Top of Given entries
// WebSocket module - organized into focused submodules
//
// - handler: handshake authentication and upgrade (entry point)
// - connection: per-connection read/write loops
// - sending: frame serialization
// - routes: HTTP route setup (ws, health, metrics)
// - metrics: JSON metrics endpoint

mod connection;
mod handler;
mod metrics;
mod routes;
mod sending;

pub use handler::{websocket_handler, HandshakeQuery};
pub use metrics::metrics_handler;
pub use routes::{create_router, run_server};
Bottom of Given entries
* Work required: Everything from the line containing "(ws, health, metrics)" to the end of the listing above must be returned exactly. Both end lines belong in it.

* Answer to this exercise:
// - routes: HTTP route setup (ws, health, metrics)
// - metrics: JSON metrics endpoint

mod connection;
mod handler;
mod metrics;
mod routes;
mod sending;

pub use handler::{websocket_handler, HandshakeQuery};
pub use metrics::metrics_handler;
pub use routes::{create_router, run_server};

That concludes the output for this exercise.